Lost world is a subgenre of the fantasy or science fiction genres that involves the discovery of an unknown Earth civilization and/or lands with creatures thought to be extinct. It began as a subgenre of the late-Victorian adventure romance and remains popular into the 21st century.

The genre arose during an era when Western archaeologists discovered and studied civilizations around the world previously unknown to them, through disciplines such as Egyptology, Assyriology, or Mesoamerican studies. Thus, real stories of archaeological finds inspired writings on the topic. Between 1871 and the First World War, the number of published lost world narratives, set in every continent, increased significantly.

The genre has similar themes to "mythical kingdoms", such as Atlantis and El Dorado.

==History==
King Solomon's Mines (1885) by H. Rider Haggard is sometimes considered the first lost world narrative. Haggard's novel shaped the form and influenced later lost world narratives, including Rudyard Kipling's The Man Who Would Be King (1888), Arthur Conan Doyle's The Lost World (1912), Edgar Rice Burroughs' The Land That Time Forgot (1918), A. Merritt's The Moon Pool (1918), and H. P. Lovecraft's At the Mountains of Madness (1931).

Earlier works, such as Edward Bulwer-Lytton's Vril: The Power of the Coming Race (1871) and Samuel Butler's Erewhon (1872) use a similar plot as a vehicle for Swiftian social satire rather than romantic adventure. Other early examples are Simon Tyssot de Patot's Voyages et Aventures de Jacques Massé (1710), which includes a prehistoric fauna and flora, and Robert Paltock's The Life and Adventures of Peter Wilkins (1751), an 18th-century imaginary voyage inspired by both Defoe and Swift, in which a man named Peter Wilkins discovers a race of winged people on an isolated island surrounded by high cliffs as in Burroughs's Caspak. The 1820 Hollow Earth novel Symzonia has also been cited as the first of the lost world form, and Jules Verne's Journey to the Center of the Earth (1864) and The Village in the Treetops (1901) popularized the theme of surviving pockets of prehistoric species. J.-H. Rosny aîné would later publish The Amazing Journey of Hareton Ironcastle (1922), a novel where an expedition in the heart of Africa discovers a mysterious area with an ecosystem from another world, with alien flora and fauna. Edgar Allan Poe's The Narrative of Arthur Gordon Pym of Nantucket (1838) has certain lost world elements towards the end of the tale.

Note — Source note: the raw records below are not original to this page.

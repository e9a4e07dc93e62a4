//! Run statistics exposed to notification templates

use chrono::{DateTime, Local};
use serde::{Serialize, Serializer};
use std::collections::BTreeMap;
use std::time::Duration;

/// Names of every storage backend, each gets an entry in [`Stats::storages`]
pub const STORAGE_NAMES: [&str; 6] = ["S3", "WebDAV", "SSH", "Local", "Azure", "Dropbox"];

#[derive(Debug, Clone, Default, Serialize)]
#[serde(rename_all = "PascalCase")]
pub struct ContainersStats {
    pub all: usize,
    pub to_stop: usize,
    pub stopped: usize,
    pub restart_errors: usize,
}

#[derive(Debug, Clone, Default, Serialize)]
#[serde(rename_all = "PascalCase")]
pub struct BackupFileStats {
    pub name: String,
    pub full_path: String,
    pub size: u64,
}

#[derive(Debug, Clone, Default, Serialize)]
#[serde(rename_all = "PascalCase")]
pub struct StorageStats {
    /// Where the archive was stored, empty if the copy did not happen
    pub location: String,
    pub store_error: Option<String>,
    pub total: usize,
    pub pruned: usize,
    pub pruning_error: Option<String>,
}

/// Statistics collected over one backup run
#[derive(Debug, Clone, Serialize)]
#[serde(rename_all = "PascalCase")]
pub struct Stats {
    pub start_time: DateTime<Local>,
    pub end_time: Option<DateTime<Local>>,
    #[serde(serialize_with = "human_duration")]
    pub took_time: Duration,
    #[serde(serialize_with = "human_duration")]
    pub lock_wait: Duration,
    pub log_output: String,
    pub containers: ContainersStats,
    pub backup_file: BackupFileStats,
    pub storages: BTreeMap<String, StorageStats>,
}

impl Stats {
    pub fn new(start_time: DateTime<Local>) -> Self {
        Self {
            start_time,
            end_time: None,
            took_time: Duration::ZERO,
            lock_wait: Duration::ZERO,
            log_output: String::new(),
            containers: ContainersStats::default(),
            backup_file: BackupFileStats::default(),
            storages: STORAGE_NAMES
                .iter()
                .map(|name| (name.to_string(), StorageStats::default()))
                .collect(),
        }
    }

    /// Stamp the end of the run
    pub fn finish(&mut self, end_time: DateTime<Local>) {
        self.end_time = Some(end_time);
        self.took_time = (end_time - self.start_time).to_std().unwrap_or(Duration::ZERO);
    }

    pub fn storage_mut(&mut self, name: &str) -> &mut StorageStats {
        self.storages.entry(name.to_string()).or_default()
    }
}

fn human_duration<S: Serializer>(duration: &Duration, serializer: S) -> Result<S::Ok, S::Error> {
    serializer.serialize_str(&format_duration(duration.as_secs()))
}

/// Format seconds into a human-readable duration
pub fn format_duration(seconds: u64) -> String {
    if seconds < 60 {
        format!("{}s", seconds)
    } else if seconds < 3600 {
        let minutes = seconds / 60;
        let secs = seconds % 60;
        if secs == 0 {
            format!("{}m", minutes)
        } else {
            format!("{}m {}s", minutes, secs)
        }
    } else {
        let hours = seconds / 3600;
        let minutes = (seconds % 3600) / 60;
        if minutes == 0 {
            format!("{}h", hours)
        } else {
            format!("{}h {}m", hours, minutes)
        }
    }
}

James Hilton's Lost Horizon (1933) enjoyed popular success in using the genre as a takeoff for popular philosophy and social comment. It introduced the name Shangri-La, a meme for the idealization of the lost world as a Paradise. Similar books where the inhabitants of the lost world are seen as superior to the outsiders, are Joseph O'Neill's Land under England (1935) and Douglas Valder Duff's Jack Harding’s Quest (1939).

Hergé also explores the theme in his Tintin comics The Seven Crystal Balls and Prisoners of the Sun (1944–48). Here the protagonists encounter an unknown Inca kingdom in the Andes.

==Contemporary examples==

Contemporary American novelist Michael Crichton invokes this tradition in his novel Congo (1980), which involves a quest for King Solomon's mines, fabled to be in a lost African city called Zinj. During the 1990s, James Gurney published a series of juvenile novels about a lost island called Dinotopia, in which humans live alongside living dinosaurs.

In video games, it is most notably present in the Tomb Raider, Assassin's Creed, and Uncharted franchises. It is parodied in EarthBound as one of the game's many references to American culture and mythology.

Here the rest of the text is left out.